■ **Requirement**
Find the lines below that contain the string "MutexGuard", count them, and give only the number.

■ **Provided data**
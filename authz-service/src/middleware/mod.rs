pub mod auth;
pub mod tenant_state;

pub use auth::{
    authorize, authz_middleware, AuthContext, AuthorizedContext, AuthzOptions, OptionsError,
};
pub use tenant_state::{ensure_state, tenant_scope_middleware, TenantScope};
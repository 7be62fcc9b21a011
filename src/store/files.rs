use std::collections::HashSet;
use std::fs::{self, File};
use std::io::Write;
use std::path::{Path, PathBuf};
use std::sync::{Mutex, MutexGuard, PoisonError};

use chrono::NaiveDate;
use serde_json::Value;
use uuid::Uuid;

use crate::config::Config;
use crate::error::{PrioError, Result};
use crate::model::{NewTask, Task, TaskPatch};
use crate::schedule;
use crate::store::legacy;
use crate::store::lock::StoreLock;
use crate::store::records::normalize_records;
use crate::timestamp;

/// Smallest positive integer not used as a task id.
pub fn next_id(tasks: &[Task]) -> u64 {
    let used: HashSet<u64> = tasks.iter().map(|t| t.id).collect();
    let mut candidate = 1;
    while used.contains(&candidate) {
        candidate += 1;
    }
    candidate
}

/// Listing order: highest score first, then title, then id.
pub fn sort_by_priority(tasks: &mut [Task]) {
    tasks.sort_by(|a, b| {
        b.priority_score
            .cmp(&a.priority_score)
            .then_with(|| a.title.cmp(&b.title))
            .then_with(|| a.id.cmp(&b.id))
    });
}

/// The task collection, cached in memory after first access and mirrored to
/// a single pretty-printed JSON file.
///
/// Every mutation runs inside one exclusive section: the in-process mutex
/// plus an advisory lock file beside the store. Mutations re-read the file
/// under that lock and work on the fresh copy, which replaces the cache only
/// once it has been written to disk, so readers never see a half-applied
/// change and writers in other processes are not overwritten.
pub struct TaskStore {
    path: PathBuf,
    legacy_path: PathBuf,
    cache: Mutex<Option<Vec<Task>>>,
}

impl TaskStore {
    pub fn new(path: impl Into<PathBuf>, legacy_path: impl Into<PathBuf>) -> Self {
        Self {
            path: path.into(),
            legacy_path: legacy_path.into(),
            cache: Mutex::new(None),
        }
    }

    pub fn open(config: &Config) -> Self {
        Self::new(config.store_path.clone(), config.legacy_path.clone())
    }

    pub fn path(&self) -> &Path {
        &self.path
    }

    fn lock_path(&self) -> PathBuf {
        StoreLock::path_for(&self.path)
    }

    // Mutations never leave the cache half-written, so a poisoned mutex is safe to reuse.
    fn guard(&self) -> MutexGuard<'_, Option<Vec<Task>>> {
        self.cache.lock().unwrap_or_else(PoisonError::into_inner)
    }

    /// Best-effort lock for read paths; reads proceed unlocked if it cannot be taken.
    fn read_lock(&self) -> Option<StoreLock> {
        match StoreLock::acquire(&self.lock_path()) {
            Ok(lock) => Some(lock),
            Err(err) => {
                tracing::warn!(error = %err, "reading task store without lock");
                None
            }
        }
    }

    /// The whole collection, reading (or bootstrapping) the file on first use.
    /// Never fails: storage defects degrade to an empty collection.
    pub fn load(&self) -> Vec<Task> {
        let mut cache = self.guard();
        if cache.is_none() {
            let _lock = self.read_lock();
            *cache = Some(self.read_disk());
        }
        cache.clone().unwrap_or_default()
    }

    /// Drop the cache and re-read the file.
    pub fn reload(&self) -> Vec<Task> {
        let mut cache = self.guard();
        let _lock = self.read_lock();
        let tasks = self.read_disk();
        *cache = Some(tasks.clone());
        tasks
    }

    /// All tasks in listing order.
    pub fn list(&self) -> Vec<Task> {
        let mut tasks = self.load();
        sort_by_priority(&mut tasks);
        tasks
    }

    pub fn get(&self, id: u64) -> Result<Task> {
        self.load()
            .into_iter()
            .find(|t| t.id == id)
            .ok_or(PrioError::TaskNotFound(id))
    }

    /// Create a task. An explicit id is honoured only if positive and unused.
    pub fn create(&self, new: NewTask, note: &str) -> Result<Task> {
        self.mutate(|tasks| {
            let id = new
                .id
                .filter(|id| *id > 0 && tasks.iter().all(|t| t.id != *id))
                .unwrap_or_else(|| next_id(tasks));
            let task = new.into_task(id, timestamp::now(), note)?;
            tasks.push(task.clone());
            Ok(task)
        })
    }

    pub fn update(&self, id: u64, patch: TaskPatch) -> Result<Task> {
        self.mutate(|tasks| {
            let task = tasks
                .iter_mut()
                .find(|t| t.id == id)
                .ok_or(PrioError::TaskNotFound(id))?;
            task.apply_update(patch, timestamp::now())?;
            Ok(task.clone())
        })
    }

    /// Place a task into the first free slot of the workday on `date`.
    pub fn auto_schedule(&self, id: u64, minutes: Option<u32>, date: NaiveDate) -> Result<Task> {
        self.mutate(|tasks| schedule::auto_schedule(tasks, id, minutes, date, timestamp::now()))
    }

    pub fn delete(&self, id: u64) -> Result<Task> {
        self.mutate(|tasks| {
            let index = tasks
                .iter()
                .position(|t| t.id == id)
                .ok_or(PrioError::TaskNotFound(id))?;
            Ok(tasks.remove(index))
        })
    }

    /// Write the current collection back to disk unchanged.
    pub fn save(&self) -> Result<()> {
        self.mutate(|_| Ok(()))
    }

    fn mutate<R>(&self, op: impl FnOnce(&mut Vec<Task>) -> Result<R>) -> Result<R> {
        let mut cache = self.guard();
        let _lock = StoreLock::acquire(&self.lock_path())?;
        // Another process may have written since the cache was filled.
        let mut working = self.read_disk();
        let out = op(&mut working)?;
        self.persist(&working)?;
        *cache = Some(working);
        Ok(out)
    }

    fn read_disk(&self) -> Vec<Task> {
        let now = timestamp::now();
        if !self.path.exists() {
            let tasks = legacy::bootstrap(&self.legacy_path, now);
            if let Err(err) = self.persist(&tasks) {
                tracing::warn!(path = %self.path.display(), error = %err, "cannot create task store");
            }
            return tasks;
        }

        let data = match fs::read_to_string(&self.path) {
            Ok(data) => data,
            Err(err) => {
                tracing::warn!(path = %self.path.display(), error = %err, "cannot read task store; starting empty");
                return Vec::new();
            }
        };
        match serde_json::from_str::<Vec<Value>>(&data) {
            Ok(values) => {
                let tasks = normalize_records(values, now);
                tracing::debug!(path = %self.path.display(), count = tasks.len(), "loaded task store");
                tasks
            }
            Err(err) => {
                self.set_aside_corrupt();
                tracing::warn!(path = %self.path.display(), error = %err, "task store is not a JSON array; starting empty");
                Vec::new()
            }
        }
    }

    // Keep a copy of an unreadable store before the next persist overwrites it.
    fn set_aside_corrupt(&self) {
        let mut name = self.path.as_os_str().to_os_string();
        name.push(".corrupt");
        let backup = PathBuf::from(name);
        if let Err(err) = fs::copy(&self.path, &backup) {
            tracing::warn!(path = %backup.display(), error = %err, "cannot back up corrupt task store");
        }
    }

    /// Write the collection to a temp file in the same directory, then rename
    /// it over the store so a crash never leaves a truncated file.
    fn persist(&self, tasks: &[Task]) -> Result<()> {
        let dir = match self.path.parent() {
            Some(parent) if !parent.as_os_str().is_empty() => parent.to_path_buf(),
            _ => PathBuf::from("."),
        };
        fs::create_dir_all(&dir)?;

        let file_name = self
            .path
            .file_name()
            .map(|n| n.to_string_lossy().into_owned())
            .unwrap_or_else(|| "tasks_store.json".to_string());
        let staging = dir.join(format!(".{file_name}.{}.tmp", Uuid::new_v4().simple()));

        let json = serde_json::to_string_pretty(tasks)?;
        let written = File::create(&staging).and_then(|mut file| {
            file.write_all(json.as_bytes())?;
            file.sync_all()
        });
        if let Err(err) = written.and_then(|()| fs::rename(&staging, &self.path)) {
            let _ = fs::remove_file(&staging);
            return Err(err.into());
        }

        tracing::debug!(path = %self.path.display(), count = tasks.len(), "persisted task store");
        Ok(())
    }
}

■ **Solution for this task**
2